CHRIST DIED FOR OUR SINS ACCORDING TO THE SCRIPTURES
CHRIST WAS BURIED
3 For I delivered to you as of first importance what I also received, that Christ died for our sins according to the Scriptures, 4 and that He was buried,
Comment: Here Paul reminds the church what he taught them. He tells them what’s of utmost importance in the gospel message. Paul wastes no time in relating that Christ died for our sins. That Christ died for our sins is Paul’s first statement about the gospel. He supports that statement with both scriptural and physical proof. Paul doesn’t explain it here (although he explains both the facts and the reasons for Jesus’ death throughout this and other of his letters), but he does give an important detail: Christ died for our sins according to the Scriptures. That Messiah would die is clear. From Genesis (3:15) to Psalms (22) to Isaiah (53), shepherds, kings, and prophets foretold His death. And Jesus is the Messiah who died for our sins, a proof from the Scriptures. After Jesus’ death, men buried Him in a tomb. That they buried Him is physical proof of the event. Like an expert lawyer, Paul makes clear the powerful, yet simple message of the gospel. Question: Do we make the gospel clear to folks? Do we pass along what we received? Do we preach the gospel? Do we hold fast the gospel? Do we believe the gospel? Do we show and tell the good news we know? Application: Let’s speak the gospel. Let’s hold fast to the gospel. Let’s show and tell the good news we know. Let’s pass along the gospel as the most important message in the world. Let’s make clear the gospel message.
CHRIST WAS RAISED ON THE THIRD DAY ACCORDING TO THE SCRIPTURES
and that He was raised on the third day according to the Scriptures, 5 and that He appeared to Cephas, then to the twelve. 6 After that He appeared to more than five hundred brethren at one time, most of whom remain until now, but some have fallen asleep; 7 then He appeared to James, then to all the apostles; 8 and last of all, as to one untimely born, He appeared to me also.
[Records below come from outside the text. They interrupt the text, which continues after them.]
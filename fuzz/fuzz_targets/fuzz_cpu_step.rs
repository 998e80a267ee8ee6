//! Fuzz target for CPU step execution.
//!
//! Builds an arbitrary register file, page zero, stack page and instruction
//! stream, then runs a few instruction boundaries with arbitrary line activity.

#![no_main]

use arbitrary::Arbitrary;
use lib65c02::{Config, Cpu, FlatMemory, MemoryBus, UnimplementedPolicy};
use libfuzzer_sys::fuzz_target;

#[derive(Debug, Arbitrary)]
struct FuzzCpuState {
    a: u8,
    x: u8,
    y: u8,
    sp: u8,
    status: u8,
}

#[derive(Debug, Arbitrary)]
struct FuzzConfig {
    fail_on_unimplemented: bool,
    rockwell_extensions: bool,
    pausable: bool,
}

/// Line activity before each boundary
#[derive(Debug, Arbitrary)]
enum LineEvent {
    None,
    Nmi,
    IrqLow,
    IrqHigh,
    Reset,
}

#[derive(Debug, Arbitrary)]
struct FuzzInput {
    cpu_state: FuzzCpuState,
    config: FuzzConfig,
    program: [u8; 16],
    zero_page: [u8; 256],
    stack_page: [u8; 256],
    events: Vec<LineEvent>,
}

fuzz_target!(|input: FuzzInput| {
    let mut memory = FlatMemory::new();
    memory.write_u16(0xFFFA, 0x8000);
    memory.write_u16(0xFFFC, 0x8000);
    memory.write_u16(0xFFFE, 0x8000);
    memory.load(0x8000, &input.program);
    memory.load(0x0000, &input.zero_page);
    memory.load(0x0100, &input.stack_page);

    let policy = if input.config.fail_on_unimplemented {
        UnimplementedPolicy::Fail
    } else {
        UnimplementedPolicy::Nop
    };
    let config = Config::default()
        .with_unimplemented(policy)
        .with_rockwell_extensions(input.config.rockwell_extensions)
        .with_pausable(input.config.pausable);

    let mut cpu = Cpu::with_config(memory, config);
    cpu.reset().unwrap();
    cpu.set_a(input.cpu_state.a);
    cpu.set_x(input.cpu_state.x);
    cpu.set_y(input.cpu_state.y);
    cpu.set_sp(input.cpu_state.sp);
    cpu.set_status(input.cpu_state.status);

    for event in input.events.iter().take(64) {
        match event {
            LineEvent::None => {}
            LineEvent::Nmi => {
                cpu.signals().nmi_low();
                cpu.signals().nmi_high();
            }
            LineEvent::IrqLow => cpu.signals().irq_low(),
            LineEvent::IrqHigh => cpu.signals().irq_high(),
            LineEvent::Reset => {
                cpu.signals().reset_low();
                cpu.signals().reset_high();
            }
        }

        let before = cpu.cycles();
        if cpu.step().is_err() {
            // Only the fail policy stops a synchronous CPU
            assert!(input.config.fail_on_unimplemented);
            break;
        }

        // U and B read set whatever was executed
        assert_eq!(cpu.status() & 0x30, 0x30);
        assert!(cpu.cycles() > before);
    }
});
Comment: Paul tells these folks what’s of utmost importance in the gospel message. That Christ rose again is Paul’s second statement about the gospel. He also supports that statement with both scriptural and physical proof. Perhaps Paul affirms a psalm (16:10) or a portion of Isaiah (53:10-12) which the early church also affirms in preaching the gospel. Here, and in next portion of the letter (12-58), Paul stresses the importance of the resurrection. If there is not resurrection of the dead, not even Christ has been raised; and if Christ has not been raised, then our preaching is vain, your faith also is vain. Moreover we are even found to be false witnesses of God, because we testified against God that He raised Christ, whom He did not raise, if in fact the dead are not raised. For if the dead are not raised, not even Christ has been raised; and if Christ has not been raised, your faith is worthless; you are still in your sin (13-17). That Christ rose is the hinge point of the gospel. If Christ is still dead, then our faith is worthless; our preaching is wasted; we are still in our sins. But Christ is not dead. He is alive. He was raised according to the Scriptures. He appeared to Cephas (Peter), then to the disciples. Christ appeared to more than five hundred people at one time. He appeared to James, then to all the apostles. Christ appeared to Paul, too. Question: Do we see Christ alive? Do we keep our eyes fixed on Him? Do we joyfully relate the gospel? Do we make the gospel clear? Application: Let’s speak the gospel. Let’s hold fast to the gospel. Let’s be excited by the gospel. Let’s be humbled by the gospel. Let’s show and tell the good news we know. Let’s pass along the gospel as the most important message in the world. Let’s make the gospel message clear.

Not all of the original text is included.